- Developer: Keen Games
- Publisher: 505 Games
- Composer: Blake Robinson
- Platforms: Microsoft Windows; PlayStation 4; Xbox One; Nintendo Switch; Android; iOS;
- Release: Microsoft Windows; WW: 18 May 2017; ; PlayStation 4, Xbox One; EU: 19 May 2017; NA: 23 May 2017; ; Nintendo Switch; WW: 23 November 2017; ; Android, iOS; WW: 6 December 2017; ;
- Genres: Action role-playing, survival
- Modes: Single-player, multiplayer

= Portal Knights =

2017 video game

Portal Knights is a 2017 action role-playing video game developed by German developer Keen Games and published by 505 Games. It was first released for Microsoft Windows via Steam on 18 May 2017 and subsequently released for PlayStation 4, Xbox One, Nintendo Switch, Android, and iOS.

== History ==
Portal Knights was first announced by publisher 505 Games on 4 February 2016. It was released into Steam Early Access on 25 February 2016.

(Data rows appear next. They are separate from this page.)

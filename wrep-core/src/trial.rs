use serde::{Deserialize, Serialize};

use crate::color::Rgb;

/// One fully built trial. Constructed up front, displayed and answered
/// once, then dropped; nothing mutates it after construction.
///
/// The four per-item vectors are parallel: index `i` describes item `i`'s
/// hue, its literal color, the rotation of the wheel that will probe it,
/// and where it sits relative to fixation (visual-angle coordinates).
#[derive(Debug, Clone, PartialEq, Serialize, Deserialize)]
pub struct Trial {
    pub set_size: usize,
    pub color_indices: Vec<u16>,
    pub color_values: Vec<Rgb>,
    pub wheel_rotations: Vec<u16>,
    pub locations: Vec<(f32, f32)>,
}

/// What the response phase observed for one item of a trial.
#[derive(Debug, Clone, PartialEq)]
pub struct ItemResponse {
    /// Literal color the participant settled on; `None` until resolved.
    pub color: Option<Rgb>,
    /// Seconds from response onset to the resolving click.
    pub rt: Option<f64>,
    /// 1-based position in the click sequence; 0 means never resolved.
    pub click_order: u16,
}

impl ItemResponse {
    pub fn unanswered() -> Self {
        Self {
            color: None,
            rt: None,
            click_order: 0,
        }
    }
}

#[cfg(test)]
mod tests {
    use super::*;

    #[test]
    fn unanswered_items_carry_the_zero_click_sentinel() {
        let response = ItemResponse::unanswered();
        assert_eq!(response.click_order, 0);
        assert_eq!(response.color, None);
        assert_eq!(response.rt, None);
    }

    #[test]
    fn trials_round_trip_through_json() {
        let trial = Trial {
            set_size: 2,
            color_indices: vec![10, 200],
            color_values: vec![[1, 2, 3], [4, 5, 6]],
            wheel_rotations: vec![0, 359],
            locations: vec![(6.0, 0.0), (-6.0, 0.0)],
        };
        let text = serde_json::to_string(&trial).unwrap();
        let back: Trial = serde_json::from_str(&text).unwrap();
        assert_eq!(back, trial);
    }
}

The game left Early Access on 18 May 2017 and was also released for PlayStation 4 and Xbox One on the same day. It was later released on the Nintendo Switch's eShop on 23 November 2017, and then through retail on 13 February 2018.

The game's first mobile release took place on 6 December 2017, when it was released for both Android and iOS.

In January 2019, the game was featured as one of the free PlayStation 4 games for PlayStation Plus subscribers.

==Gameplay==
Portal Knights combines exploration and building elements with role-playing aspects. It provides a multiplayer sandbox environment, in which players can explore, fight monsters and build.

The player can craft items such as pickaxes, swords and tools to smash blocks, fight monsters, and construct elaborate buildings, armour and weapons. It shares many similarities with the game Minecraft, both graphically and with the crafting and construction element. The art style of the game was inspired by JRPG games such as the Legend of Zelda series.

The game can be played both alone and with friends, supporting online play with up to 4 players simultaneously in the same world.

There are three major bosses, such as the first boss, the Worm Boss, the Dragon Queen, and the Hollow King.

==Reception==

Portal Knights received "mixed or average" reviews for Microsoft Windows, PlayStation 4, and Nintendo Switch, and "generally favorable" reviews for Xbox One.

David Keremes of Nintendo World Report praised the title's vibrant worlds, accessible RPG mechanics, amount of content, and multiplayer, while criticizing the constant item management and unexplained crafting mechanics. Ryan Craddock of Nintendo Life lauded the pleasing art style, crafting options, and cooperative play while taking minor issue with finicky controls and long load times exclusive to the Switch port. Brandon Marlow of Push Square praised Portal Knights' crafting mechanics, combat, and boss battles but deemed the stats system and reliance on RNG as the game's hindrances.

Aggregate score
| Aggregator | Score |
|---|---|
| Metacritic | PC: 72/100 PS4: 71/100 XONE: 77/100 NS: 74/100 |

Review scores
| Publication | Score |
|---|---|
| Hardcore Gamer | 4/5 |
| Nintendo Life | 8/10 |
| Nintendo World Report | 9/10 |
| Push Square | 7/10 |
| The Games Machine (Italy) | 8/10 |

=== Awards ===
In December 2016, Deutscher Entwicklerpreis Awards 2016 selected Portal Knights as their choice for "Best Online Game 2016". The game was also nominated for Deutscher Entwicklerpreis' "Best Game Design", "Best Technical Achievement" and "Best German Game".

In December 2017, Portal Knights received the "Game of the Week" award from TouchArcade.